BARMAN setup on aqms-bk-aux - Target DB (archdb1@aqms-bk-pp) - Using continuously streaming backups with WALs:


* Install Barman (done by sys admins).

* Configure Barman: (as barman)

  - Update /etc/barman/barman.conf:
	[barman]
	barman_user = barman
	configuration_files_directory = /etc/barman/conf.d
	barman_home = /var/lib/barman
	log_file = /var/log/barman/barman.log
	log_level = INFO
	retention_policy = RECOVERY WINDOW OF 2 WEEKS

* Configure server connection: (as barman)

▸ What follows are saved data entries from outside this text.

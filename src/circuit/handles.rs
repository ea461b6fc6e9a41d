use crate::data_structures::SlabIndex;
use std::fmt::{self, Display, Formatter};

/// Identifies a component inside one [Circuit](super::Circuit).
///
/// Ids are handed out in construction order and never reused by the same circuit,
/// a clone of a circuit keeps the ids of the original.
#[repr(transparent)]
#[derive(Clone, Copy, Eq, PartialEq, Hash, Debug, Ord, PartialOrd)]
pub struct ComponentId(pub(crate) usize);

impl ComponentId {
    /// Returns the raw id.
    pub fn index(&self) -> usize {
        self.0
    }

    /// Returns the input pin `index` of this component.
    pub fn input(self, index: usize) -> InputPin {
        InputPin::new(self, index)
    }

    /// Returns the output pin `index` of this component.
    pub fn output(self, index: usize) -> OutputPin {
        OutputPin::new(self, index)
    }
}
impl Display for ComponentId {
    fn fmt(&self, f: &mut Formatter<'_>) -> fmt::Result {
        write!(f, "#{}", self.0)
    }
}

/// Identifies a live circuit inside a [Workbench](crate::sim::Workbench).
///
/// Backed by a generational index, a handle to a discarded chip instance never resolves again.
#[repr(transparent)]
#[derive(Clone, Copy, Eq, PartialEq, Hash, Debug, Ord, PartialOrd)]
pub struct CircuitId(pub(crate) SlabIndex);

impl Display for CircuitId {
    fn fmt(&self, f: &mut Formatter<'_>) -> fmt::Result {
        write!(f, "circuit:{}", self.0)
    }
}

/// An input pin: (component, input index).
#[derive(Clone, Copy, Eq, PartialEq, Hash, Debug, Ord, PartialOrd)]
pub struct InputPin {
    pub component: ComponentId,
    pub index: usize,
}
impl InputPin {
    pub fn new(component: ComponentId, index: usize) -> Self {
        Self { component, index }
    }
}

/// An output pin: (component, output index).
#[derive(Clone, Copy, Eq, PartialEq, Hash, Debug, Ord, PartialOrd)]
pub struct OutputPin {
    pub component: ComponentId,
    pub index: usize,
}
impl OutputPin {
    pub fn new(component: ComponentId, index: usize) -> Self {
        Self { component, index }
    }
}

impl Display for InputPin {
    fn fmt(&self, f: &mut Formatter<'_>) -> fmt::Result {
        write!(f, "{}:in{}", self.component, self.index)
    }
}
impl Display for OutputPin {
    fn fmt(&self, f: &mut Formatter<'_>) -> fmt::Result {
        write!(f, "{}:out{}", self.component, self.index)
    }
}

/// A component anywhere in a [Workbench](crate::sim::Workbench), including inside chip instances.
#[derive(Clone, Copy, Eq, PartialEq, Hash, Debug, Ord, PartialOrd)]
pub struct ComponentRef {
    pub circuit: CircuitId,
    pub component: ComponentId,
}
impl ComponentRef {
    pub fn new(circuit: CircuitId, component: ComponentId) -> Self {
        Self { circuit, component }
    }
}
impl Display for ComponentRef {
    fn fmt(&self, f: &mut Formatter<'_>) -> fmt::Result {
        write!(f, "{}/{}", self.circuit, self.component)
    }
}
use super::config::SimConfig;
use super::monitor::SignalMonitor;
use super::simulator::{EventHost, Simulator};
use crate::circuit::*;
use crate::data_structures::Slab;
#[cfg(feature = "debug_probes")]
use log::info;
use log::{debug, trace, warn};
use smallvec::SmallVec;
use thiserror::Error;
use unwrap::unwrap;

/// Action executed by the [Simulator] of a [Workbench].
///
/// Events addressed to a component that no longer exists are ignored.
#[derive(Debug, Clone, Copy, Eq, PartialEq, Hash)]
pub enum SimEvent {
    /// Recompute the outputs of a component after an input change.
    Update(ComponentRef),
    /// Flip a clock and schedule its next edge.
    ClockEdge(ComponentRef),
}

/// Returned by [Workbench::settle] when events are still queued after the allowed ticks.
#[derive(Debug, Clone, Copy, Error, Eq, PartialEq)]
#[error("circuit didn't settle within {0} ticks")]
pub struct Unsettled(pub u64);

#[derive(Debug)]
struct Instance {
    circuit: Circuit,
    /// The custom component this circuit is the inside of, [None] for the main circuit.
    owner: Option<ComponentRef>,
}

/// Owner of the active circuit: simulates it and applies the host's edits.
///
/// Every live circuit, the main one and the private copy behind each placed custom component,
/// sits in one arena addressed by [CircuitId]. Discarding a chip instance frees its slot and
/// invalidates its id, so events scheduled for it before it was discarded fall through.
///
/// Signals move in two ways:
/// - with propagation delay disabled, an input change updates the component immediately
///   and the whole cascade runs before the edit returns,
/// - with propagation delay enabled, an input change schedules an update `delay` ticks later
///   and [Workbench::run] moves the cascade forward.
///
/// # Example
/// ```
/// # use logik::circuit::Circuit;
/// # use logik::sim::{SimConfig, Workbench};
/// let mut c = Circuit::new();
/// let a = c.switch("a");
/// let b = c.switch("b");
/// let and = c.and(&[a.output(0), b.output(0)], "and");
/// let out = c.output_probe(and.output(0), "out");
///
/// let mut bench = Workbench::new(c);
/// bench.toggle(a, true);
/// assert!(!bench.state(out));
/// bench.toggle(b, true);
/// assert!(bench.state(out));
///
/// // With propagation delay each gate takes `gate_delay` ticks.
/// bench.set_config(SimConfig::default().with_propagation_delay(true).with_gate_delay(3));
/// bench.toggle(a, false);
/// bench.run(5);
/// assert!(bench.state(out));
/// bench.run(1);
/// assert!(!bench.state(out));
/// ```
#[derive(Debug)]
pub struct Workbench {
    circuits: Slab<Instance>,
    main: CircuitId,
    library: ChipLibrary,
    simulator: Simulator<SimEvent>,
    config: SimConfig,
    monitors: Vec<SignalMonitor>,
    depth: usize,
}
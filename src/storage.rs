//! The LOGIK text format: a versioned, line oriented description of a main circuit and the
//! chips it is built from.
//!
//! ```text
//! LOGIK_VERSION 3
//! # Logik Snapshot
//!
//! DEF "half adder"
//! COMP SWITCH 0 0 0 0
//! COMP SWITCH 1 0 40 0
//! COMP XOR 2 60 0 0
//! COMP LIGHT 3 120 0 0 "sum"
//! WIRE 0:0 2:0
//! WIRE 1:0 2:1
//! WIRE 2:0 3:0 [90,0 90,10]
//! ENDDEF
//!
//! SECTION MAIN
//! COMP CUSTOM 0 200 100 1 "half adder"
//! ```
//!
//! `COMP <KIND> <id> <x> <y> <rotation> ["name"]` places a component, ids are local to the
//! enclosing section. For `CUSTOM` the name is the chip, for other kinds it is an optional label.
//! `WIRE <srcId>:<output> <dstId>:<input> [x,y ...]` connects two pins, the waypoints only
//! matter for drawing. Version 1 files have no rotation column.
//!
//! Loading is forgiving: lines that can't be understood are logged and skipped.
//! Only a version newer than [CURRENT_VERSION] stops it.
use crate::circuit::*;
use crate::sim::{SimConfig, Workbench};
use log::{debug, warn};
use std::collections::HashMap;
use std::fmt::{self, Write};
use std::path::Path;
use std::str::FromStr;
use thiserror::Error;
use unwrap::unwrap;

/// Newest format version, the one written by [save_to_string].
pub const CURRENT_VERSION: u32 = 3;

#[derive(Debug, Error)]
pub enum LoadError {
    #[error("couldn't read circuit file: {0}")]
    Io(#[from] std::io::Error),
    #[error("format version {found} is newer than supported version {}", CURRENT_VERSION)]
    UnsupportedVersion { found: u32 },
    #[error("line {line}: invalid version {text:?}")]
    InvalidVersion { line: usize, text: String },
}

/// Result of loading a file: the main circuit and every chip defined in it.
#[derive(Debug, Clone, Default)]
pub struct Loaded {
    pub circuit: Circuit,
    pub library: ChipLibrary,
}

impl Loaded {
    /// Returns a [Workbench] simulating the loaded circuit.
    pub fn into_workbench(self, config: SimConfig) -> Result<Workbench, ChipError> {
        Workbench::with_library(self.circuit, self.library, config)
    }
}

/// Writes `circuit` and every chip of `library` to `path`.
pub fn save<P: AsRef<Path>>(path: P, circuit: &Circuit, library: &ChipLibrary) -> std::io::Result<()> {
    std::fs::write(path, save_to_string(circuit, library))
}

/// Reads the file at `path`, see [load_from_str].
pub fn load<P: AsRef<Path>>(path: P) -> Result<Loaded, LoadError> {
    let data = std::fs::read_to_string(path)?;
    load_from_str(&data)
}

/// Returns `circuit` and every chip of `library` in the current format.
/// Chips are written after the chips they use.
pub fn save_to_string(circuit: &Circuit, library: &ChipLibrary) -> String {
    let mut out = String::new();
    unwrap!(write_snapshot(&mut out, circuit, library), "writing to a String failed");
    out
}

fn write_snapshot(out: &mut String, circuit: &Circuit, library: &ChipLibrary) -> fmt::Result {
    writeln!(out, "LOGIK_VERSION {}", CURRENT_VERSION)?;
    writeln!(out, "# Logik Snapshot")?;
    writeln!(out)?;

    for name in library.dependency_order() {
        if let Some(template) = library.get(name) {
            writeln!(out, "DEF {}", quote(name))?;
            write_circuit(out, template)?;
            writeln!(out, "ENDDEF")?;
            writeln!(out)?;
        }
    }

    writeln!(out, "SECTION MAIN")?;
    write_circuit(out, circuit)
}

fn write_circuit(out: &mut String, circuit: &Circuit) -> fmt::Result {
    let mut ids = HashMap::new();
    for (file_id, (id, component)) in circuit.components().enumerate() {
        ids.insert(id, file_id);
        let Placement { x, y, rotation } = component.placement;
        write!(
            out,
            "COMP {} {} {} {} {}",
            component.kind(),
            file_id,
            x,
            y,
            u8::from(rotation)
        )?;
        match component.chip() {
            Some(chip) => write!(out, " {}", quote(chip.name()))?,
            None if component.name() != component.kind().default_name() => {
                write!(out, " {}", quote(component.name()))?
            }
            None => {}
        }
        writeln!(out)?;
    }

    for (source, wire) in circuit.wires() {
        for destination in wire.destinations() {
            write!(
                out,
                "WIRE {}:{} {}:{}",
                ids[&source.component], source.index, ids[&destination.pin.component], destination.pin.index
            )?;
            if !destination.waypoints.is_empty() {
                let points: Vec<String> = destination
                    .waypoints
                    .iter()
                    .map(|(x, y)| format!("{},{}", x, y))
                    .collect();
                write!(out, " [{}]", points.join(" "))?;
            }
            writeln!(out)?;
        }
    }
    Ok(())
}

/// Quotes `name`, double quotes inside it become single quotes.
fn quote(name: &str) -> String {
    format!("\"{}\"", name.replace('"', "'"))
}

/// Strips the surrounding double quotes of `token`, if any.
fn unquote(token: &str) -> &str {
    token
        .strip_prefix('"')
        .and_then(|t| t.strip_suffix('"'))
        .unwrap_or(token)
}

/// Splits `line` on whitespace, a double quoted run is a single token even if it holds spaces.
/// Quoted tokens keep their quotes.
fn tokenize(line: &str) -> Vec<&str> {
    let mut tokens = Vec::new();
    let mut rest = line.trim_start();
    while !rest.is_empty() {
        let end = if let Some(quoted) = rest.strip_prefix('"') {
            quoted.find('"').map_or(rest.len(), |i| i + 2)
        } else {
            rest.find(char::is_whitespace).unwrap_or(rest.len())
        };
        tokens.push(&rest[..end]);
        rest = rest[end..].trim_start();
    }
    tokens
}

/// Circuit being filled by the current section.
enum Section {
    Def { name: String, circuit: Circuit },
    Main,
}

struct Loader {
    version: u32,
    main: Circuit,
    library: ChipLibrary,
    section: Option<Section>,
    ids: HashMap<usize, ComponentId>,
}

impl Loader {
    fn circuit(&mut self) -> Option<&mut Circuit> {
        match self.section.as_mut()? {
            Section::Def { circuit, .. } => Some(circuit),
            Section::Main => Some(&mut self.main),
        }
    }

    fn end_section(&mut self, line: usize) {
        if let Some(Section::Def { name, .. }) = &self.section {
            warn!("line {}: chip {:?} has no ENDDEF, dropping it", line, name);
        }
        self.section = None;
        self.ids.clear();
    }

    fn line(&mut self, number: usize, line: &str) -> Result<(), LoadError> {
        let tokens = tokenize(line);
        match tokens[0] {
            "LOGIK_VERSION" => {
                let version = tokens
                    .get(1)
                    .and_then(|v| u32::from_str(v).ok())
                    .ok_or_else(|| LoadError::InvalidVersion {
                        line: number,
                        text: line.to_string(),
                    })?;
                if version > CURRENT_VERSION {
                    return Err(LoadError::UnsupportedVersion { found: version });
                }
                self.version = version;
            }
            "DEF" => {
                self.end_section(number);
                match tokens.get(1) {
                    Some(name) => {
                        self.section = Some(Section::Def {
                            name: unquote(name).to_string(),
                            circuit: Circuit::new(),
                        })
                    }
                    None => warn!("line {}: DEF without a name", number),
                }
            }
            "ENDDEF" => {
                if let Some(Section::Def { name, circuit }) = self.section.take() {
                    if let Err(e) = self.library.define(name, circuit) {
                        warn!("line {}: skipping chip, {}", number, e);
                    }
                } else {
                    warn!("line {}: ENDDEF outside of a DEF", number);
                }
                self.end_section(number);
            }
            "SECTION" => {
                self.end_section(number);
                match tokens.get(1) {
                    Some(&"MAIN") => self.section = Some(Section::Main),
                    other => warn!("line {}: unknown section {:?}", number, other),
                }
            }
            "COMP" => self.component(number, &tokens),
            "WIRE" => self.wire(number, line),
            other => warn!("line {}: unknown directive {:?}", number, other),
        }
        Ok(())
    }

    fn component(&mut self, number: usize, tokens: &[&str]) {
        if self.section.is_none() {
            warn!("line {}: COMP outside of a section", number);
            return;
        }
        let numbers = (
            tokens.get(2).and_then(|t| usize::from_str(t).ok()),
            tokens.get(3).and_then(|t| i32::from_str(t).ok()),
            tokens.get(4).and_then(|t| i32::from_str(t).ok()),
        );
        let (file_id, x, y) = match numbers {
            (Some(id), Some(x), Some(y)) => (id, x, y),
            _ => {
                warn!("line {}: malformed COMP {:?}", number, tokens);
                return;
            }
        };

        // Version 1 has no rotation column.
        let mut name_index = 5;
        let mut rotation = Rotation::default();
        if self.version >= 2 {
            if let Some(token) = tokens.get(5).filter(|t| !t.starts_with('"')) {
                rotation = match u8::from_str(token).ok().and_then(|r| Rotation::try_from(r).ok()) {
                    Some(rotation) => rotation,
                    None => {
                        warn!("line {}: invalid rotation {:?}", number, token);
                        return;
                    }
                };
                name_index = 6;
            }
        }
        let name = tokens.get(name_index).map(|t| unquote(t));

        let kind = match tokens.get(1).and_then(|t| ComponentKind::from_str(t).ok()) {
            Some(kind) => kind,
            None => {
                warn!("line {}: unknown component kind {:?}", number, tokens.get(1));
                return;
            }
        };
        let mut component = match (kind, name) {
            (ComponentKind::Custom, Some(chip)) => match self.library.component(chip) {
                Some(component) => component,
                None => {
                    warn!("line {}: unknown chip {:?}", number, chip);
                    return;
                }
            },
            (ComponentKind::Custom, None) => {
                warn!("line {}: CUSTOM without a chip name", number);
                return;
            }
            (kind, name) => {
                let mut component = match Component::from_kind(kind) {
                    Some(component) => component,
                    None => return,
                };
                if let Some(name) = name {
                    component.set_name(name);
                }
                component
            }
        };
        component.placement = Placement { x, y, rotation };

        if self.ids.contains_key(&file_id) {
            warn!("line {}: duplicate component id {}", number, file_id);
            return;
        }
        if let Some(circuit) = self.circuit() {
            let id = circuit.add_component(component);
            self.ids.insert(file_id, id);
        }
    }

    fn wire(&mut self, number: usize, line: &str) {
        let (pins, waypoints) = match line.find('[') {
            Some(i) => (&line[..i], Some(line[i + 1..].trim_end().trim_end_matches(']'))),
            None => (line, None),
        };
        let tokens: Vec<&str> = pins.split_whitespace().collect();
        let pair = |token: Option<&&str>| -> Option<(usize, usize)> {
            let (id, port) = token?.split_once(':')?;
            Some((usize::from_str(id).ok()?, usize::from_str(port).ok()?))
        };
        let ((source, output), (dest, input)) = match (pair(tokens.get(1)), pair(tokens.get(2))) {
            (Some(s), Some(d)) if tokens.len() == 3 => (s, d),
            _ => {
                warn!("line {}: malformed WIRE {:?}", number, line);
                return;
            }
        };
        let (source, dest) = match (self.ids.get(&source), self.ids.get(&dest)) {
            (Some(s), Some(d)) => (*s, *d),
            _ => {
                warn!("line {}: WIRE references an unknown component", number);
                return;
            }
        };
        let waypoints = match waypoints.map(parse_waypoints) {
            Some(None) => {
                warn!("line {}: ignoring malformed waypoints", number);
                Vec::new()
            }
            Some(Some(points)) => points,
            None => Vec::new(),
        };

        let circuit = match self.circuit() {
            Some(circuit) => circuit,
            None => {
                warn!("line {}: WIRE outside of a section", number);
                return;
            }
        };
        if !circuit.add_connection(source, output, dest, input) {
            warn!("line {}: invalid connection {}:{} -> {}:{}", number, source, output, dest, input);
            return;
        }
        if let Some(points) = circuit
            .wire_mut(source.output(output))
            .and_then(|w| w.waypoints_mut(dest.input(input)))
        {
            *points = waypoints;
        }
    }
}

fn parse_waypoints(text: &str) -> Option<Vec<(i32, i32)>> {
    text.split_whitespace()
        .map(|point| {
            let (x, y) = point.split_once(',')?;
            Some((i32::from_str(x).ok()?, i32::from_str(y).ok()?))
        })
        .collect()
}

/// Parses `data`, returning the main circuit and the chips defined along it.
///
/// A file without a version line is read as the current version.
///
/// # Example
/// ```
/// # use logik::storage::{load_from_str, LoadError};
/// let loaded = load_from_str(
///     "LOGIK_VERSION 3
///      SECTION MAIN
///      COMP SWITCH 0 0 0 0 \"enable\"
///      COMP TRANSISTOR 1 0 0 0
///      COMP LIGHT 2 40 0 0
///      WIRE 0:0 2:0
///      WIRE 0:0 1:0",
/// )
/// .unwrap();
/// // The unknown kind and the wire to it were skipped.
/// assert_eq!(loaded.circuit.len(), 2);
/// assert_eq!(loaded.circuit.wires().count(), 1);
///
/// assert!(matches!(
///     load_from_str("LOGIK_VERSION 4"),
///     Err(LoadError::UnsupportedVersion { found: 4 })
/// ));
/// ```
pub fn load_from_str(data: &str) -> Result<Loaded, LoadError> {
    let mut loader = Loader {
        version: CURRENT_VERSION,
        main: Circuit::new(),
        library: ChipLibrary::new(),
        section: None,
        ids: HashMap::new(),
    };
    for (i, line) in data.lines().enumerate() {
        let line = line.trim();
        if line.is_empty() || line.starts_with('#') || line.starts_with("//") {
            continue;
        }
        loader.line(i + 1, line)?;
    }
    if let Some(Section::Def { name, .. }) = &loader.section {
        warn!("chip {:?} has no ENDDEF, dropping it", name);
    }
    debug!(
        "loaded {} components and {} chips",
        loader.main.len(),
        loader.library.len()
    );
    Ok(Loaded {
        circuit: loader.main,
        library: loader.library,
    })
}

  - Create /etc/barman/conf.d/pg.conf:
	[pg]
	description =  "archdb1 Database (Streaming-Only)"
	conninfo = host=aqms-bk-pp.geo.berkeley.edu user=barman dbname=archdb1
	streaming_conninfo = host=aqms-bk-pp.geo.berkeley.edu user=barman
	backup_method = postgres
	streaming_archiver = on
	slot_name = barman

* Set up storage directory: (as barman)

  $ ll -l /var/lib/barman
  total 0
  lrwxrwxrwx 1 barman barman 28 Feb 10 08:42 pg -> /data/archdb1-dump/barman/pg
  $

* Add 'export PATH=$PATH:/usr/pgsql-14/bin/' to ~barman/.bash_profile (as barman)

* Create barman user for PostgreSQL: (as postgres)

  $ createuser -s -P barman

* Test psql connection: (as barman)

  - Create ~barman/.pgpass:
	aqms-bk-pp.geo.berkeley.edu:5432:*:barman:barman_password

  - Test connection:
	psql -c 'SELECT version()' -U barman -h aqms-bk-pp.geo.berkeley.edu archdb1

* Configure PostgreSQL: (as postgres)

  - Update pga_hba.conf to include:
	# barman
	host	archdb1	    barman	    169.229.197.88/32	     md5 # Public aqms-bk-aux
	host	replication barman	    169.229.197.88/32        md5 # Public aqms-bk-aux

* Test replication connection: (as barman)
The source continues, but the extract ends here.